→ **PROBLEM TO WORK ON**
Copy each line of the entries that contains the word "FlowId".

━━━━━ DATA FOR THIS EXERCISE

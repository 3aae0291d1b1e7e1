//! Error types for skybridge-router.

use thiserror::Error;

use crate::flow::FlowId;

/// Result type for router operations.
pub type Result<T> = std::result::Result<T, RouterError>;

/// Errors raised by the router. Everything except [`RouterError::InvalidName`]
/// and [`RouterError::UnknownEndpoint`] from `recv` is fatal to the notice loop.
#[derive(Debug, Error)]
pub enum RouterError {
    /// Progress notice with the wrong shape.
    #[error("malformed notice {notice:?}: {reason}")]
    Malformed { notice: String, reason: String },

    /// Progress notice with an operation other than SEND or RECV.
    #[error("unknown operation {op:?} in notice {notice:?}")]
    UnknownOp { notice: String, op: String },

    /// No endpoint registered under this name.
    #[error("unknown endpoint {0:?}")]
    UnknownEndpoint(String),

    /// A SEND notice names a flow belonging to a different pair.
    #[error("flow {flow} belongs to {expected}, notice reported {reported}")]
    PairMismatch {
        flow: FlowId,
        expected: String,
        reported: String,
    },

    /// Sent bytes would exceed the flow size.
    #[error("flow {flow} send accounting overflow: {sent} + {credit} > {size}")]
    SendOverflow {
        flow: FlowId,
        sent: u64,
        credit: u64,
        size: u64,
    },

    /// Received bytes left over after every queued flow was satisfied.
    #[error("receive accounting overflow on {src} -> {dst}: {surplus} bytes with no flow in flight")]
    RecvOverflow { src: String, dst: String, surplus: u64 },

    /// The flow already has an id.
    #[error("flow {0} is already started")]
    AlreadyStarted(FlowId),

    /// `compile` already ran.
    #[error("router is already compiled")]
    AlreadyCompiled,

    /// `start_flow` or a notice arrived before `compile`.
    #[error("router is not compiled yet")]
    NotCompiled,

    /// Two endpoints with the same name.
    #[error("endpoint {0:?} is already registered")]
    DuplicateEndpoint(String),

    /// Name rejected by validation.
    #[error("illegal endpoint name {name:?}: {reason}")]
    InvalidName { name: String, reason: &'static str },

    /// The network side dropped an endpoint's directive channel.
    #[error("directive channel for {0:?} is closed")]
    DirectiveChannelClosed(String),
}
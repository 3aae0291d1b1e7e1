//! Skybridge Clock - one simulated timeline shared by every participant
//!
//! The clock advances only when the external event stepper says it is ready,
//! and only in bounded quanta. Participants pace themselves with
//! [`ClockHandle::wait_until`]; expensive in-simulation work can pause the
//! clock with a [`FreezeGuard`].
//!
//! # Components
//!
//! - [`SimulationClock`]: `now`, `end_time`, `running`
//! - [`WaitScheduler`]: waiters ordered by `(wake_time, sequence)`
//! - [`FreezeGate`]: holders that block advancement
//! - [`ClockController`]: the step loop
//!
//! # Example
//!
//! ```rust,ignore
//! use skybridge_clock::{ClockConfig, ClockController, ClockHandle, FreeRunning, StepperLink};
//!
//! let clock = ClockHandle::new(0.01, 30.0)?;
//! let controller = ClockController::new(clock.clone(), FreeRunning, link, ClockConfig::default());
//! tokio::spawn(controller.run());
//!
//! clock.wait(1.0).await;
//! {
//!     let _frozen = clock.frozen();
//!     capture_frame().await;
//! }
//! ```

mod clock;
mod controller;
mod error;
mod freeze;
mod handle;
mod scheduler;

pub use async_trait::async_trait;
pub use clock::{SimTime, SimulationClock};
pub use controller::{
    Advance, ClockConfig, ClockController, FreeRunning, PhysicsStepper, StepperLink,
    DEFAULT_READY_TIMEOUT,
};
pub use error::{ClockError, Result};
pub use freeze::{FreezeGate, FreezeGuard, HolderId};
pub use handle::ClockHandle;
pub use scheduler::{WaitScheduler, WakeReason, Woken};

━━━━━━━━━━

→ **ANSWER BOX**
use crate::flow::FlowId;
        flow: FlowId,
        flow: FlowId,
    AlreadyStarted(FlowId),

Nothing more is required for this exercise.